Note: It is quite common for the independent variables to be called "factors" or "between-subjects factors", but we will continue to refer to them as independent variables in this guide. Furthermore, it is worth noting that the three-way ANOVA is also referred to more generally as a "factorial ANOVA" or more specifically as a "three-way between-subjects ANOVA".

A three-way ANOVA can be used in a number of situations. For example, you might be interested in the effect of two different types of exercise programme (i.e., type of exercise programme) for improving marathon running performance (i.e., time to run a marathon). However, you are concerned that the effect that each type of exercise programme has on marathon running performance might be different for males and females (i.e., depending on your gender), as well as if you are normal weight or obese (i.e., your body composition). Indeed, you suspect that the effect of the type of exercise programme on marathon running performance will depend on both your gender and body composition.
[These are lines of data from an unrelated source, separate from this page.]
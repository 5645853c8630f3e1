use super::{endpoint, transport_failure, upstream_failure};
use crate::{
    config::OpenAiConfig,
    error::{Result, StoryError},
    models::{ImageGenerationRequest, ImageGenerationResponse, ImagePayload},
    story::IllustrationGenerator,
};
use async_trait::async_trait;

#[derive(Clone)]
pub struct OpenAiImageClient {
    http: reqwest::Client,
    url: String,
    api_key: String,
    model: String,
    size: String,
    quality: String,
    output_format: String,
}

impl OpenAiImageClient {
    pub fn new(config: &OpenAiConfig) -> Result<Self> {
        Ok(Self {
            http: reqwest::Client::new(),
            url: endpoint(&config.base_url, "images/generations"),
            api_key: config.require_api_key()?.to_string(),
            model: config.image_model.clone(),
            size: config.image_size.clone(),
            quality: config.image_quality.clone(),
            output_format: config.image_format.clone(),
        })
    }

    fn build_request(&self, prompt: &str) -> ImageGenerationRequest {
        ImageGenerationRequest {
            model: self.model.clone(),
            prompt: prompt.to_string(),
            size: self.size.clone(),
            quality: self.quality.clone(),
            output_format: self.output_format.clone(),
        }
    }

    fn mime_type(&self) -> String {
        match self.output_format.as_str() {
            "jpg" | "jpeg" => "image/jpeg".to_string(),
            other => format!("image/{}", other),
        }
    }

    fn first_image(&self, response: ImageGenerationResponse) -> Result<ImagePayload> {
        response
            .data
            .into_iter()
            .next()
            .and_then(|datum| datum.b64_json)
            .map(|data| ImagePayload::new(data, self.mime_type()))
            .ok_or_else(|| StoryError::upstream(None, "no images generated"))
    }
}

#[async_trait]
impl IllustrationGenerator for OpenAiImageClient {
    async fn generate(&self, prompt: &str) -> Result<ImagePayload> {
        let body = self.build_request(prompt);
        log::info!("Generating image with model: {}", self.model);

        let response = self
            .http
            .post(&self.url)
            .bearer_auth(&self.api_key)
            .json(&body)
            .send()
            .await
            .map_err(|e| transport_failure("image", e))?;

        if !response.status().is_success() {
            return Err(upstream_failure("image", response).await);
        }

        let status = response.status().as_u16();
        let images: ImageGenerationResponse = response.json().await.map_err(|e| {
            StoryError::upstream(Some(status), format!("unreadable image body: {}", e))
        })?;
        self.first_image(images)
    }

    fn model_id(&self) -> &str {
        &self.model
    }
}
As such, you want to determine if a three-way interaction effect exists between type of exercise programme, gender and body composition (i.e., the three independent variables) in explaining marathon running performance.

In this "quick start" guide, we show you how to carry out a three-way ANOVA using Stata, as well as interpret and report the results from this test. However, before we introduce you to this procedure, you need to understand the different assumptions that your data must meet in order for a three-way ANOVA to give you a valid result. We discuss these assumptions next.

Stata

Assumptions

There are six "assumptions" that underpin the three-way ANOVA. If any of these six assumptions are not met, you might not be able to analyze your data using a three-way ANOVA because you might not get a valid result. Since assumptions #1, #2 and #3 relate to your study design and choice of variables, they will not be tested using Stata. However, you should decide whether your study meets these assumptions before moving on.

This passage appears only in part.